THE DATA Start Marker
//! Sequential reference interpreter.
//!
//! Executes one instruction at a time with no pipeline, no hazards and no
//! prediction. Its final register file, flags and data memory are what the
//! pipelined CPU must reproduce for the same program.

use crate::common::SimError;
use crate::config::Config;
use crate::core::arch::flags::Flags;
use crate::core::arch::gpr::Gpr;
use crate::core::arch::memory::{DataMemory, OutOfBounds};
use crate::core::units::alu::Alu;
use crate::isa::program::INSN_BYTES;
use crate::isa::{CodeMemory, Instruction};

/// Post-increment step of LOADP and STOREP.
const POST_INCREMENT: i32 = 4;

/// One-instruction-per-step APEX interpreter.
#[derive(Clone, Debug)]
pub struct SequentialCpu {
    pub pc: u32,
    pub regs: Gpr,
    pub flags: Flags,
    pub memory: DataMemory,
    pub code: CodeMemory,
    pub instructions_retired: u64,
    pub halted: bool,
}

impl SequentialCpu {
    pub fn new(code: CodeMemory, config: &Config) -> Self {
        Self {
            pc: code.base(),
            regs: Gpr::new(),
            flags: Flags::default(),
            memory: DataMemory::new(config.memory.data_words),
            code,
            instructions_retired: 0,
            halted: false,
        }
    }

    /// Executes the instruction at the PC.
    ///
    /// # Returns
    ///
    /// `Ok(false)` once the machine has halted or the PC has left code
    /// memory, `Ok(true)` otherwise.
    pub fn step(&mut self) -> Result<bool, SimError> {
        if self.halted {
            return Ok(false);
        }
        let pc = self.pc;
        let Some(raw) = self.code.fetch(pc)? else {
            return Ok(false);
        };
        let insn = Instruction::decode(raw, pc)?;
        let fault = |e: OutOfBounds| SimError::MemoryFault {
            pc,
            address: e.address,
            access: e.access,
        };
        let mut next_pc = pc.wrapping_add(INSN_BYTES);

        match insn {
            Instruction::Arith { op, rd, rs1, rs2 } => {
                let value = Alu::execute(op, self.regs.read(rs1), self.regs.read(rs2))
                    .ok_or(SimError::DivisionByZero { pc })?;
                self.regs.write(rd, value);
                self.flags.set_from_result(value);
            }
            Instruction::ArithImm { op, rd, rs1, imm } => {
                let value = Alu::execute(op, self.regs.read(rs1), imm)
                    .ok_or(SimError::DivisionByZero { pc })?;
                self.regs.write(rd, value);
                self.flags.set_from_result(value);
            }
            Instruction::Movc { rd, imm } => {
                self.regs.write(rd, imm);
                self.flags.set_from_result(imm);
            }
            Instruction::Load {
                rd,
                rs1,
                imm,
                post_increment,
            } => {
                let base = self.regs.read(rs1);
                let value = self.memory.read(base.wrapping_add(imm)).map_err(fault)?;
                self.regs.write(rd, value);
                if post_increment {
                    self.regs.write(rs1, base.wrapping_add(POST_INCREMENT));
                }
            }
            Instruction::Store {
                rs1,
                rs2,
                imm,
                post_increment,
            } => {
                let base = self.regs.read(rs2);
                self.memory
                    .write(base.wrapping_add(imm), self.regs.read(rs1))
                    .map_err(fault)?;
                if post_increment {
                    self.regs.write(rs2, base.wrapping_add(POST_INCREMENT));
                }
            }
            Instruction::Cmp { rs1, rs2 } => self
                .flags
                .set_from_compare(self.regs.read(rs1), self.regs.read(rs2)),
            Instruction::Cml { rs1, imm } => {
                self.flags.set_from_compare(self.regs.read(rs1), imm)
            }
            Instruction::Branch { cond, offset } => {
                if cond.evaluate(&self.flags) {
                    next_pc = pc.wrapping_add_signed(offset);
                }
            }
            Instruction::Jump { rs1, imm } => {
                next_pc = self.regs.read(rs1).wrapping_add(imm) as u32;
            }
            Instruction::Jalr { rd, rs1, imm } => {
                let target = self.regs.read(rs1).wrapping_add(imm) as u32;
                self.regs.write(rd, pc.wrapping_add(INSN_BYTES) as i32);
                next_pc = target;
            }
            Instruction::Nop => {}
            Instruction::Halt => self.halted = true,
        }

        self.instructions_retired += 1;
        self.pc = next_pc;
        Ok(!self.halted)
    }

    /// Runs until HALT, the end of code memory, or `max_steps` instructions.
    pub fn run(&mut self, max_steps: u64) -> Result<(), SimError> {
        for _ in 0..max_steps {
            if !self.step()? {
                break;
            }
        }
        Ok(())
    }
}
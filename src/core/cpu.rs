//! The APEX CPU.
//!
//! [`Cpu`] owns every piece of simulator state: architectural registers,
//! flags and memory, the instruction store, the pipeline latches, the BTB,
//! the hazard policy, and statistics. One call to [`Cpu::tick`] advances the
//! machine by exactly one clock cycle.

use tracing::trace;

use crate::common::SimError;
use crate::config::Config;
use crate::core::arch::flags::Flags;
use crate::core::arch::gpr::Gpr;
use crate::core::arch::memory::DataMemory;
use crate::core::pipeline::hazards;
use crate::core::pipeline::latches::{Latches, Stage};
use crate::core::pipeline::signals::CycleSignals;
use crate::core::pipeline::stages;
use crate::core::pipeline::traits::{HazardPolicy, PipelineLatch};
use crate::core::units::bru::Btb;
use crate::isa::CodeMemory;
use crate::stats::SimStats;

pub struct Cpu {
    pub pc: u32,
    pub regs: Gpr,
    pub flags: Flags,
    pub memory: DataMemory,
    pub code: CodeMemory,

    pub latches: Latches,
    pub btb: Btb,
    pub hazards: Box<dyn HazardPolicy>,

    pub stats: SimStats,

    /// Cleared when HALT reaches Decode, set again by a redirect.
    pub fetch_enabled: bool,
    /// A redirect happened this cycle; Fetch loses the cycle.
    pub redirect_pending: bool,
    /// HALT has retired.
    pub halted: bool,
}

impl Cpu {
    /// Builds a CPU in its reset state, PC at the first instruction.
    ///
    /// `config` must have passed [`Config::validate`].
    pub fn new(code: CodeMemory, config: &Config) -> Self {
        let hazards = hazards::build_policy(
            config.pipeline.hazard_strategy,
            config.pipeline.forwarding_priority,
        );
        Self {
            pc: code.base(),
            regs: Gpr::new(),
            flags: Flags::default(),
            memory: DataMemory::new(config.memory.data_words),
            code,
            latches: Latches::default(),
            btb: Btb::new(
                config.predictor.btb_entries,
                config.predictor.replacement,
                config.predictor.seed,
            ),
            hazards,
            stats: SimStats::default(),
            fetch_enabled: true,
            redirect_pending: false,
            halted: false,
        }
    }

    /// Advances the pipeline by one cycle.
    ///
    /// Stages run from Writeback back to Fetch. Each reads only the latches
    /// of the current cycle and writes a fresh latch set, which becomes
    /// current at the end of the cycle. Writeback updates the register file
    /// before Decode reads it.
    ///
    /// # Returns
    ///
    /// The first fault raised by any stage. A halted CPU ignores the call.
    pub fn tick(&mut self) -> Result<(), SimError> {
        if self.halted {
            return Ok(());
        }
        self.stats.cycles += 1;
        if tracing::enabled!(tracing::Level::TRACE) {
            self.trace_pipeline();
        }

        let mut next = Latches::default();
        let mut signals = CycleSignals::default();

        stages::wb_stage(self, &mut signals);
        if self.halted {
            self.latches.writeback.flush();
            return Ok(());
        }
        stages::mem_stage(self, &mut next, &mut signals)?;
        stages::execute_stage(self, &mut next, &mut signals)?;
        stages::decode_stage(self, &mut next, &mut signals)?;
        stages::fetch_stage(self, &mut next, &signals)?;

        self.latches = next;
        Ok(())
    }

    /// True when no instruction is in flight and Fetch can make no
    /// further progress.
    pub fn is_drained(&self) -> bool {
        self.latches.is_drained()
            && !self.redirect_pending
            && (!self.fetch_enabled || !self.code.contains(self.pc))
    }

    fn trace_pipeline(&self) {
        for stage in Stage::ALL {
            match self.latches.describe(stage) {
                Some((pc, text)) => {
                    trace!(cycle = self.stats.cycles, "{:<10} pc={} {}", stage.name(), pc, text)
                }
                None => trace!(cycle = self.stats.cycles, "{:<10} empty", stage.name()),
            }
        }
    }
}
THE DATA End Marker
• **TASK PROMPT**: Among the lines above, find those with the word "SequentialCpu" and list them.

• **ANSWER SPACE**:
pub struct SequentialCpu {
impl SequentialCpu {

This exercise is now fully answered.